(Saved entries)
▬▬▬

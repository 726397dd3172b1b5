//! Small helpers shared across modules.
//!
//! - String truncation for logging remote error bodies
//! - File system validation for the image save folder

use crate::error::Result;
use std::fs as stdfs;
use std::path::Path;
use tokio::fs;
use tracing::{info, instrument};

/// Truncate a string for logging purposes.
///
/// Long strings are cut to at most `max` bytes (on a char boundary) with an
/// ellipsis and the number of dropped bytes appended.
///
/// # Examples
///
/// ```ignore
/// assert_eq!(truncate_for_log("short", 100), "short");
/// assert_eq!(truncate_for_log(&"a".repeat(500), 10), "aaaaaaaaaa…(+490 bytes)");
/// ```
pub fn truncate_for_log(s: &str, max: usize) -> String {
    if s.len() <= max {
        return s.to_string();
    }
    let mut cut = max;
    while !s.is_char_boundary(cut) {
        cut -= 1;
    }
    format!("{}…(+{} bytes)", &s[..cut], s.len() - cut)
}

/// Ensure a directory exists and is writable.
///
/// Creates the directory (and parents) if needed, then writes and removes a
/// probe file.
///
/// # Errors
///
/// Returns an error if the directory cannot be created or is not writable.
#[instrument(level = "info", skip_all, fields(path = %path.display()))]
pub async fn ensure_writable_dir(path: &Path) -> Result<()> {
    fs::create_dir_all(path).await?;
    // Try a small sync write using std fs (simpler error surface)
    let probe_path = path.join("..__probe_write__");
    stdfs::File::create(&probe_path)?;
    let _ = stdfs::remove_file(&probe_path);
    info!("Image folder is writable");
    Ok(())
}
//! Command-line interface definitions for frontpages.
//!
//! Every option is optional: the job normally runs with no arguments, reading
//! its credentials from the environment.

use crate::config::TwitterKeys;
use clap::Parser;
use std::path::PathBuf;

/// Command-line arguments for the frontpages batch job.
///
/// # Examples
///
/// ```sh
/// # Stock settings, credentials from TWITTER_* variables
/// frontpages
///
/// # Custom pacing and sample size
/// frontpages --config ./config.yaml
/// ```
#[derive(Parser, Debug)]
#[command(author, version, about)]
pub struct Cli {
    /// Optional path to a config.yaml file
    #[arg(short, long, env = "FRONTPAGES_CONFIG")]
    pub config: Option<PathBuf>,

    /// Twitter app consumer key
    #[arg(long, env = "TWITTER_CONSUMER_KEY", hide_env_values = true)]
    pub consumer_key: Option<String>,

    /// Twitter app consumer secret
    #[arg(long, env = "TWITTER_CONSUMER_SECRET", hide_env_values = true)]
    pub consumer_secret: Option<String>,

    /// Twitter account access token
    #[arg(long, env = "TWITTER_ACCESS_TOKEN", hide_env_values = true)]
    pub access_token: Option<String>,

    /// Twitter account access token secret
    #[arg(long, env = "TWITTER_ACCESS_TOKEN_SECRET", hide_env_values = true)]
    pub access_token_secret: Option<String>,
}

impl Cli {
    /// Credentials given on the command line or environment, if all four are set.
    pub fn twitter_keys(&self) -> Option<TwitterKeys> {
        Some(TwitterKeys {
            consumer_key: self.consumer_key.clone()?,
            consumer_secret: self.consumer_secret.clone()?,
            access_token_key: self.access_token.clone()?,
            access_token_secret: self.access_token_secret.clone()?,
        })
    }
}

▬▬▬

WHAT YOU HAVE TO DO:
Retype every entry above, word for word.

RESULT OF THE EXERCISE:
repository 726397dd3172b1b5
//! Small helpers shared across modules.
//!
//! - String truncation for logging remote error bodies
//! - File system validation for the image save folder

use crate::error::Result;
use std::fs as stdfs;
use std::path::Path;
use tokio::fs;
use tracing::{info, instrument};

/// Truncate a string for logging purposes.
///
/// Long strings are cut to at most `max` bytes (on a char boundary) with an
/// ellipsis and the number of dropped bytes appended.
///
/// # Examples
///
/// ```ignore
/// assert_eq!(truncate_for_log("short", 100), "short");
/// assert_eq!(truncate_for_log(&"a".repeat(500), 10), "aaaaaaaaaa…(+490 bytes)");
/// ```
pub fn truncate_for_log(s: &str, max: usize) -> String {
    if s.len() <= max {
        return s.to_string();
    }
    let mut cut = max;
    while !s.is_char_boundary(cut) {
        cut -= 1;
    }
    format!("{}…(+{} bytes)", &s[..cut], s.len() - cut)
}

/// Ensure a directory exists and is writable.
///
/// Creates the directory (and parents) if needed, then writes and removes a
/// probe file.
///
/// # Errors
///
/// Returns an error if the directory cannot be created or is not writable.
#[instrument(level = "info", skip_all, fields(path = %path.display()))]
pub async fn ensure_writable_dir(path: &Path) -> Result<()> {
    fs::create_dir_all(path).await?;
    // Try a small sync write using std fs (simpler error surface)
    let probe_path = path.join("..__probe_write__");
    stdfs::File::create(&probe_path)?;
    let _ = stdfs::remove_file(&probe_path);
    info!("Image folder is writable");
    Ok(())
}
//! Command-line interface definitions for frontpages.
//!
//! Every option is optional: the job normally runs with no arguments, reading
//! its credentials from the environment.

use crate::config::TwitterKeys;
use clap::Parser;
use std::path::PathBuf;

/// Command-line arguments for the frontpages batch job.
///
/// # Examples
///
/// ```sh
/// # Stock settings, credentials from TWITTER_* variables
/// frontpages
///
/// # Custom pacing and sample size
/// frontpages --config ./config.yaml
/// ```
#[derive(Parser, Debug)]
#[command(author, version, about)]
pub struct Cli {
    /// Optional path to a config.yaml file
    #[arg(short, long, env = "FRONTPAGES_CONFIG")]
    pub config: Option<PathBuf>,

    /// Twitter app consumer key
    #[arg(long, env = "TWITTER_CONSUMER_KEY", hide_env_values = true)]
    pub consumer_key: Option<String>,

    /// Twitter app consumer secret
    #[arg(long, env = "TWITTER_CONSUMER_SECRET", hide_env_values = true)]
    pub consumer_secret: Option<String>,

    /// Twitter account access token
    #[arg(long, env = "TWITTER_ACCESS_TOKEN", hide_env_values = true)]
    pub access_token: Option<String>,

    /// Twitter account access token secret
    #[arg(long, env = "TWITTER_ACCESS_TOKEN_SECRET", hide_env_values = true)]
    pub access_token_secret: Option<String>,
}

impl Cli {
    /// Credentials given on the command line or environment, if all four are set.
    pub fn twitter_keys(&self) -> Option<TwitterKeys> {
        Some(TwitterKeys {
            consumer_key: self.consumer_key.clone()?,
            consumer_secret: self.consumer_secret.clone()?,
            access_token_key: self.access_token.clone()?,
            access_token_secret: self.access_token_secret.clone()?,
        })
    }
}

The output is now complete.